Significance. If the central claims hold, the work would represent a meaningful advance in dataset provenance tracking by moving beyond single-point watermarking to multi-scale detection with formal grounding. The scale of the experimental evaluation (16 base datasets, 320 regenerations, 590 models) and the attempt to derive fundamental limits via learning theory are clear strengths that would support impact in the data-protection and ML-security communities.
major comments (1)
- [Abstract and learning-theoretic analysis] Abstract and learning-theoretic analysis: the claim that 'regeneration that preserves model utility inevitably preserves measurable signals across multiple feature scales' and that the analysis 'implies fundamental limits on evasive regeneration' is load-bearing for the identification accuracy of DIPBox. The analysis does not appear to state explicit assumptions on the class of allowed regenerations (e.g., whether regenerations are restricted to convex combinations, fixed model architectures, or particular divergence families). Without such restrictions it remains possible to construct utility-preserving regenerations that drive the four chosen metrics below detection thresholds, falsifying the inevitability premise.
minor comments (2)
- [Experimental evaluation] The abstract states experiments cover '16 vision and text base datasets' but does not enumerate them; an explicit list (with references) in §5 or the experimental setup would improve reproducibility.
- [Metrics definition] Notation for the four similarity metrics is introduced in the abstract but their precise mathematical definitions (including any hyperparameters) should be stated with numbered equations in the main body rather than deferred to an appendix.
Simulated Author's Rebuttal
We thank the referee for their constructive feedback and for recognizing the scale of our experimental evaluation and the learning-theoretic contributions. We address the single major comment below, proposing a targeted revision to clarify assumptions in the analysis section.
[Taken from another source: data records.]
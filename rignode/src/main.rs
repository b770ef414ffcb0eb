use clap::Parser;
use tracing::{debug, info, warn};

use rignode::config::Config;

#[derive(Parser)]
#[command(version, about = "edge recording node")]
struct Args {
    /// Set config file path
    #[arg(short, long)]
    config: Option<String>,
}

#[tokio::main]
async fn main() {
    let args = Args::parse();
    let cfg = Config::parse(args.config);
    utils::set_log(format!(
        "rignode={},tower_http={}",
        cfg.log.level, cfg.log.level
    ));

    warn!("set log level : {}", cfg.log.level);
    debug!("config : {:?}", cfg);

    let listener = tokio::net::TcpListener::bind(cfg.http.listen)
        .await
        .unwrap();
    rignode::serve(cfg, listener, shutdown_signal()).await;
    info!("node shutdown");
}

async fn shutdown_signal() {
    let signal = utils::wait_for_stop_signal().await;
    debug!("received signal: {}", signal);
}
read point-by-point responses
-
Referee: Abstract and learning-theoretic analysis: the claim that 'regeneration that preserves model utility inevitably preserves measurable signals across multiple feature scales' and that the analysis 'implies fundamental limits on evasive regeneration' is load-bearing for the identification accuracy of DIPBox. The analysis does not appear to state explicit assumptions on the class of allowed regenerations (e.g., whether regenerations are restricted to convex combinations, fixed model architectures, or particular divergence families). Without such restrictions it remains possible to construct utility-preserving regenerations that drive the four chosen metrics below detection thresholds, falsifying the inevitability premise.
Authors: We appreciate the referee's identification of this point. The learning-theoretic analysis formalizes a utility-divergence trade-off under the standard setting of statistical learning theory, where regenerations are modeled as transformations that preserve downstream model performance (i.e., the regenerated dataset yields models with comparable empirical risk on the task). The analysis shows that maintaining low utility loss requires the regenerated distribution to remain close in specific divergence measures that align with our multi-scale metrics. However, we agree that the manuscript does not explicitly enumerate the precise class of regenerations (e.g., excluding arbitrary non-distribution-preserving maps or architecture-specific attacks). We will revise the analysis section (and corresponding abstract phrasing) to state these assumptions explicitly, including that the inevitability result holds for regenerations that do not fundamentally alter the data-generating process beyond bounded perturbations consistent with utility preservation. We will also add a discussion of the result's scope and potential counterexamples outside these assumptions. This revision will be made without changing the core claims or experiments. revision: yes
Circularity Check
No circularity identified; derivation self-contained via external analysis and experiments
full rationale
The abstract and description present the multi-scale metrics as motivated by an empirical measurement study and justified by a separate learning-theoretic analysis formalizing a utility-divergence trade-off. No quoted equations or steps reduce the claimed predictions or limits to fitted parameters, self-definitions, or self-citation chains. Experiments on 16 base datasets, 320 regenerations, and 590 models provide independent validation. The central inevitability premise is framed as a theorem-derived limit rather than a renaming or ansatz smuggling. This meets the default expectation of no significant circularity.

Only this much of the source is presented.